WHAT THIS TASK INVOLVES: Among the entries below, only the lines starting at the one with "if let Err(e)" and ending at the one with "pub type ProvisionResult<T>", both included, are to be printed exactly.
▼
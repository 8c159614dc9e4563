//! Provisioning client facade

use std::{sync::Arc, time::Duration};

use tokio::sync::RwLock;
use tracing::{debug, info, warn};

use crate::{
    core::{
        error::{ProvisionError, ProvisionResult, ScanError},
        provision::{PollOptions, Provisioner},
        scanner::{ScanOptions, WifiScanner},
        session::Session,
        types::{
            ApplyAck, ScanOutcome, SessionState, VersionInfo, WifiConfig, WifiScanResult,
            WifiStationState,
        },
    },
    security::Security,
    transport::{DEFAULT_REQUEST_TIMEOUT, Transport},
};

/// Timeouts and polling behaviour of a client
#[derive(Debug, Clone, Copy)]
pub struct ClientOptions {
    pub request_timeout: Duration,
    pub scan: ScanOptions,
    pub poll: PollOptions,
}

impl Default for ClientOptions {
    fn default() -> Self {
        Self {
            request_timeout: DEFAULT_REQUEST_TIMEOUT,
            scan: ScanOptions::default(),
            poll: PollOptions::default(),
        }
    }
}

/// Provisioning client facade
///
/// Orchestrates the session, scanner and provisioner for one device.
pub struct ProvisioningClient<T: Transport> {
    pub session: Arc<Session<T>>,
    pub scanner: Arc<WifiScanner<T>>,
    pub provisioner: Arc<Provisioner<T>>,
    version: RwLock<Option<VersionInfo>>,
}

impl<T: Transport> ProvisioningClient<T> {
    /// Create a client for the device behind `transport`
    pub fn new(transport: Arc<T>, security: Security, options: ClientOptions) -> Self {
        let session = Arc::new(Session::new(transport, security, options.request_timeout));
        let scanner = Arc::new(WifiScanner::new(session.clone(), options.scan));
        let provisioner = Arc::new(Provisioner::new(session.clone(), options.poll));

        Self {
            session,
            scanner,
            provisioner,
            version: RwLock::new(None),
        }
    }

    /// Run the security handshake
    pub async fn establish_session(&self) -> ProvisionResult<()> {
        debug!(session_id = %self.session.id(), "Establishing session");
        Ok(self.session.establish().await?)
    }

    pub async fn session_state(&self) -> SessionState {
        self.session.state().await
    }

    /// Query version and capabilities; the answer is kept for later decisions
    pub async fn get_version(&self) -> ProvisionResult<VersionInfo> {
        let info = self.provisioner.get_version().await?;
        *self.version.write().await = Some(info.clone());
        Ok(info)
    }

    /// Version info from the last successful query
    pub async fn version_info(&self) -> Option<VersionInfo> {
        self.version.read().await.clone()
    }

    /// Scan for access points through the device
    ///
    /// Devices whose structured version info lacks the scan capability are
    /// not asked; the outcome then carries `ScanError::Unsupported`.
    pub async fn scan_wifi(&self) -> ScanOutcome {
        if let Some(info) = self.version.read().await.as_ref() {
            if !info.should_scan() {
                info!("Device does not support WiFi scan, manual entry required");
                return ScanOutcome::failed(ScanError::Unsupported);
            }
        }
        self.scanner.start_scan().await
    }

    /// Whether the user must be asked for a passphrase before joining `network`
    pub async fn requires_passphrase(&self, network: &WifiScanResult) -> bool {
        match self.version.read().await.as_ref() {
            Some(info) => info.requires_passphrase(network),
            None => !network.is_open(),
        }
    }

    pub async fn configure_wifi(&self, config: &WifiConfig) -> ProvisionResult<ApplyAck> {
        self.provisioner.configure_wifi(config).await
    }

    /// See [`Provisioner::apply_configurations`]
    pub async fn apply_configurations<S, W>(&self, on_status: S, on_wifi_state: W)
    where
        S: FnOnce(ProvisionResult<ApplyAck>) + Send,
        W: FnMut(ProvisionResult<WifiStationState>) + Send,
    {
        self.provisioner
            .apply_configurations(on_status, on_wifi_state)
            .await
    }

    /// Configure, then apply only if the device accepted the configuration
    ///
    /// Returns the outcome of the apply request; WiFi states go to
    /// `on_wifi_state` as in [`Self::apply_configurations`]. A rejected
    /// configuration is returned without invoking `on_wifi_state`.
    pub async fn provision<W>(&self, config: &WifiConfig, on_wifi_state: W) -> ProvisionResult<ApplyAck>
    where
        W: FnMut(ProvisionResult<WifiStationState>) + Send,
    {
        if let Err(e) = self.configure_wifi(config).await {
            warn!("Configuration rejected: {}", e);
            return Err(e);
        }

        let mut applied = None;
        self.apply_configurations(|result| applied = Some(result), on_wifi_state)
            .await;

        applied.unwrap_or_else(|| {
            Err(ProvisionError::BadResponse(
                "apply status not delivered".into(),
            ))
        })
    }

    /// Close the session; the transport stays up
    pub async fn close(&self) {
        self.session.close().await;
    }
}
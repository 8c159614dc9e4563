//! Bluetooth Low Energy transport layer

pub mod adapter;
pub mod characteristics;
pub mod chunking;
pub mod gatt;
pub mod transport;
pub mod uuids;

pub use {
    adapter::{BleAdapter, DEFAULT_SCAN_TIMEOUT, DiscoveredPeripheral, DiscoveryFilter},
    transport::BleTransport,
    uuids::*,
};
//! Error types for the provisioning client

use thiserror::Error;

use crate::protocol::Status;

/// Result type for transport operations
pub type TransportResult<T> = Result<T, TransportError>;

/// Result type for security operations
pub type SecurityResult<T> = Result<T, SecurityError>;

/// Result type for session operations
pub type SessionResult<T> = Result<T, SessionError>;

/// Result type for provisioning operations
pub type ProvisionResult<T> = Result<T, ProvisionError>;

/// Result type for scan operations
pub type ScanResult<T> = Result<T, ScanError>;

/// Errors raised by a transport while moving bytes to and from the device
#[derive(Error, Debug, Clone, PartialEq, Eq)]
pub enum TransportError {
    #[error("Device unreachable: {0}")]
    Unreachable(String),

    #[error("Request timed out")]
    Timeout,

    #[error("Device returned HTTP status {0}")]
    ServerError(u16),

    #[error("Device disconnected")]
    Disconnected,

    #[error("No mapping for endpoint '{0}'")]
    UnknownEndpoint(String),

    #[error("BLE error: {0}")]
    Ble(String),
}

impl From<bluer::Error> for TransportError {
    fn from(e: bluer::Error) -> Self {
        TransportError::Ble(e.to_string())
    }
}

/// Errors raised while establishing or using the secure channel
#[derive(Error, Debug, Clone, PartialEq, Eq)]
pub enum SecurityError {
    #[error("Authentication failed")]
    AuthFailed,

    #[error("Malformed handshake message: {0}")]
    HandshakeMalformed(String),

    #[error("Proof of possession required for sec1")]
    MissingProofOfPossession,

    #[error("Transport error during handshake: {0}")]
    Transport(#[from] TransportError),
}

/// Errors raised by the session layer
#[derive(Error, Debug, Clone, PartialEq, Eq)]
pub enum SessionError {
    #[error("Session not established")]
    NotEstablished,

    #[error("Session closed")]
    Closed,

    #[error("Transport error: {0}")]
    Transport(#[from] TransportError),

    #[error("Security error: {0}")]
    Security(SecurityError),
}

impl From<SecurityError> for SessionError {
    fn from(e: SecurityError) -> Self {
        // Keep transport failures tagged as transport failures
        match e {
            SecurityError::Transport(t) => SessionError::Transport(t),
            other => SessionError::Security(other),
        }
    }
}

/// Errors raised by provisioning operations
#[derive(Error, Debug, Clone, PartialEq, Eq)]
pub enum ProvisionError {
    #[error("Bad response from device: {0}")]
    BadResponse(String),

    #[error("Device rejected request: {0:?}")]
    DeviceRejected(Status),

    #[error("Gave up waiting for WiFi state after {polls} polls")]
    PollTimeout { polls: u32 },

    #[error("Transport error: {0}")]
    Transport(#[from] TransportError),

    #[error("Session error: {0}")]
    Session(#[from] SessionError),
}

impl ProvisionError {
    /// Human readable reason suitable for showing to the person provisioning
    pub fn user_message(&self) -> String {
        match self {
            ProvisionError::Transport(_)
            | ProvisionError::Session(SessionError::Transport(_)) => {
                "Connection to device failed. Please make sure you are connected to the \
                 WiFi network or in BLE range of the device."
                    .to_string()
            }
            ProvisionError::Session(SessionError::Security(_)) => {
                "Error establishing session. Check if Proof of Possession (PoP) is correct!"
                    .to_string()
            }
            ProvisionError::Session(SessionError::NotEstablished | SessionError::Closed) => {
                "Session with the device is not established. Please reconnect and try again."
                    .to_string()
            }
            ProvisionError::DeviceRejected(status) => {
                format!("Device provisioning failed. Reason: {status:?}. Please try again")
            }
            ProvisionError::PollTimeout { .. } => {
                "Please check the device indicators for provisioning status.".to_string()
            }
            ProvisionError::BadResponse(_) => {
                "Device sent an unexpected response. Please try again".to_string()
            }
        }
    }
}

impl From<bincode::Error> for ProvisionError {
    fn from(e: bincode::Error) -> Self {
        ProvisionError::BadResponse(e.to_string())
    }
}

/// Errors raised while scanning for access points through the device
#[derive(Error, Debug, Clone, PartialEq, Eq)]
pub enum ScanError {
    #[error("Device reported scan error: {0:?}")]
    DeviceError(Status),

    #[error("Device does not advertise WiFi scan capability")]
    Unsupported,

    #[error("A scan is already in progress")]
    InProgress,

    #[error("Scan did not finish after {polls} status polls")]
    Timeout { polls: u32 },

    #[error("Bad scan response: {0}")]
    BadResponse(String),

    #[error("Session error: {0}")]
    Session(#[from] SessionError),
}

impl From<bincode::Error> for ScanError {
    fn from(e: bincode::Error) -> Self {
        ScanError::BadResponse(e.to_string())
    }
}

/// Errors raised while loading configuration
#[derive(Error, Debug)]
pub enum ConfigError {
    #[error("I/O error: {0}")]
    Io(#[from] std::io::Error),

    #[error("Invalid endpoint map: {0}")]
    Parse(#[from] serde_json::Error),

    #[error("Invalid custom config entry '{0}', expected key=value")]
    InvalidCustomEntry(String),

    #[error("Unsupported security scheme {0}")]
    InvalidSecurityScheme(u8),

    #[error("Security scheme 1 requires --pop (pass an empty value for devices without one)")]
    MissingProofOfPossession,
}
//! WiFi provisioning client
//!
//! Establishes a secured session with an unprovisioned device over one of
//! several transports, then scans for access points and pushes credentials:
//! - SoftAP (HTTP to the device's own access point)
//! - Bluetooth Low Energy (GATT)

pub mod config;
pub mod core;
pub mod protocol;
pub mod security;
pub mod transport;

pub use core::{
    error::{ProvisionError, ScanError, SecurityError, SessionError, TransportError},
    service::{ClientOptions, ProvisioningClient},
    types::{
        DeviceCapabilities, ScanOutcome, VersionInfo, WifiAuthMode, WifiConfig, WifiScanResult,
        WifiStationState,
    },
};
▲
TASK OUTPUT:
        if let Err(e) = self.configure_wifi(config).await {
            warn!("Configuration rejected: {}", e);
            return Err(e);
        }

        let mut applied = None;
        self.apply_configurations(|result| applied = Some(result), on_wifi_state)
            .await;

        applied.unwrap_or_else(|| {
            Err(ProvisionError::BadResponse(
                "apply status not delivered".into(),
            ))
        })
    }

    /// Close the session; the transport stays up
    pub async fn close(&self) {
        self.session.close().await;
    }
}
repository 8c159614dc9e4563
//! Bluetooth Low Energy transport layer

pub mod adapter;
pub mod characteristics;
pub mod chunking;
pub mod gatt;
pub mod transport;
pub mod uuids;

pub use {
    adapter::{BleAdapter, DEFAULT_SCAN_TIMEOUT, DiscoveredPeripheral, DiscoveryFilter},
    transport::BleTransport,
    uuids::*,
};
//! Error types for the provisioning client

use thiserror::Error;

use crate::protocol::Status;

/// Result type for transport operations
pub type TransportResult<T> = Result<T, TransportError>;

/// Result type for security operations
pub type SecurityResult<T> = Result<T, SecurityError>;

/// Result type for session operations
pub type SessionResult<T> = Result<T, SessionError>;

/// Result type for provisioning operations
pub type ProvisionResult<T> = Result<T, ProvisionError>;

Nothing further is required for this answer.